In 2010, 18% of graduating CS & Information Science students were female. You can't even get your numbers right.

This is actually a shocking state of affairs, given that in 1985 this number was 37%. That blatantly suggests (to me at least) that there's no gender-related skill differential in this field, and instead women are being discouraged for other reasons.


Your math doesn't even make sense. 10% of the enrollees should result in 10% of the top 5%, aka 10% of the entire list. Never mind whether your numbers are even correct.


Or maybe the relatively few female that persevere in a field that is biased against them are going to be better on average ?

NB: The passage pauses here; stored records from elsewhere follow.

use crate::entities::room_entity;
use crate::error::{AppError, AppResult};
use crate::models::{RoomResponse, UpdateRoomRequest};
use chrono::Utc;
use rust_decimal::Decimal;
use sea_orm::{
    ActiveModelTrait, ConnectionTrait, DatabaseConnection, EntityTrait, IntoActiveModel,
    QueryOrder, Set,
};
use serde_json::json;

#[derive(Clone)]
pub struct RoomService {
    pool: DatabaseConnection,
}

pub async fn find_room<C: ConnectionTrait>(db: &C, room_id: &str) -> AppResult<room_entity::Model> {
    room_entity::Entity::find_by_id(room_id.to_string())
        .one(db)
        .await?
        .ok_or_else(|| AppError::NotFound(format!("Room {room_id} not found")))
}

impl RoomService {
    pub fn new(pool: DatabaseConnection) -> Self {
        Self { pool }
    }

    pub async fn list_rooms(&self) -> AppResult<Vec<RoomResponse>> {
        let rooms = room_entity::Entity::find()
            .order_by_asc(room_entity::Column::CreatedAt)
            .order_by_asc(room_entity::Column::Id)
            .all(&self.pool)
            .await?;
        Ok(rooms.into_iter().map(RoomResponse::from).collect())
    }

    pub async fn get_room(&self, room_id: &str) -> AppResult<RoomResponse> {
        Ok(find_room(&self.pool, room_id).await?.into())
    }

    pub async fn update_room(
        &self,
        room_id: &str,
        request: UpdateRoomRequest,
    ) -> AppResult<RoomResponse> {
        if let Some(price) = request.price_per_night
            && price <= Decimal::ZERO
        {
            return Err(AppError::ValidationError(
                "price_per_night must be greater than zero".to_string(),
            ));
        }
        if let Some(max_guests) = request.max_guests
            && max_guests < 1
        {
            return Err(AppError::ValidationError(
                "max_guests must be at least 1".to_string(),
            ));
        }

        let mut room = find_room(&self.pool, room_id).await?.into_active_model();
        if let Some(v) = request.name_it {
            room.name_it = Set(v);
        }
        if let Some(v) = request.name_en {
            room.name_en = Set(v);
        }
        if let Some(v) = request.description_it {
            room.description_it = Set(v);
        }
        if let Some(v) = request.description_en {
            room.description_en = Set(v);
        }
        if let Some(v) = request.price_per_night {
            room.price_per_night = Set(v);
        }
        if let Some(v) = request.max_guests {
            room.max_guests = Set(v);
        }
        if let Some(v) = request.images {
            room.images = Set(json!(v));
        }
        if let Some(v) = request.amenities {
            room.amenities = Set(json!(v));
        }
        room.updated_at = Set(Utc::now());

        let updated = room.update(&self.pool).await?;
        log::info!("Room {room_id} updated");
        Ok(updated.into())
    }
}

#[cfg(test)]
mod tests {
    use super::*;
    use crate::services::fixtures::room;
    use rust_decimal_macros::dec;
    use sea_orm::{DatabaseBackend, MockDatabase};

    #[tokio::test]
    async fn test_get_room_sorts_images() {
        let db = MockDatabase::new(DatabaseBackend::Postgres)
            .append_query_results([vec![room("nonna", dec!(80))]])
            .into_connection();
        let service = RoomService::new(db);

        let room = service.get_room("nonna").await.unwrap();
        assert_eq!(room.images[0].id, "a");
        assert_eq!(room.amenities, vec!["wifi", "ac"]);
    }

    #[tokio::test]
    async fn test_get_unknown_room() {
        let db = MockDatabase::new(DatabaseBackend::Postgres)
            .append_query_results([Vec::<room_entity::Model>::new()])
            .into_connection();
        let service = RoomService::new(db);

        assert!(matches!(
            service.get_room("soffitta").await,
            Err(AppError::NotFound(_))
        ));
    }

    #[tokio::test]
    async fn test_update_rejects_non_positive_price() {
        let db = MockDatabase::new(DatabaseBackend::Postgres).into_connection();
        let service = RoomService::new(db);
        let request = UpdateRoomRequest {
            price_per_night: Some(Decimal::ZERO),
            ..Default::default()
        };
        assert!(matches!(
            service.update_room("nonna", request).await,
            Err(AppError::ValidationError(_))
        ));
    }

    #[tokio::test]
    async fn test_update_room_price() {
        let mut updated = room("pozzo", dec!(80));
        updated.price_per_night = dec!(95);
        let db = MockDatabase::new(DatabaseBackend::Postgres)
            .append_query_results([vec![room("pozzo", dec!(80))], vec![updated]])
            .into_connection();
        let service = RoomService::new(db);
        let request = UpdateRoomRequest {
            price_per_night: Some(dec!(95)),
            ..Default::default()
        };

        let room = service.update_room("pozzo", request).await.unwrap();
        assert_eq!(room.price_per_night, dec!(95));
    }
}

At my university in engineering and applied sciences ( weird but that's the official translation in English ), one of our teacher was the first woman to graduate. She was very good, she had to be better than the average to prove that the school did not make a mistake in letting her in.


Gender biased, much?

Given the low overall enrollment, it wouldn't surprise me if the ones who "bother" to join the CS program are more driven and intrinsically motivated than the average. Given that drive and intrinsic motivation are likely highly correlated with excellence within their peer group, it seems well within reason that a minority group overall would be over-represented in the elite set.


> Given the low overall enrollment, it wouldn't surprise me if the ones who "bother" to join the CS program are more driven and intrinsically motivated than the average.

But that's true about the guys too. People who don't like programming get weeded out pretty quickly from CS.


While your numbers "5 out of 100" and "5 out of 1000" are way off, there are disproportionately many girls on this list.

I would expect to see around 20% of girls.

http://blogs.computerworld.com/sites/computerworld.com/files...

Which makes me question the quality of the list.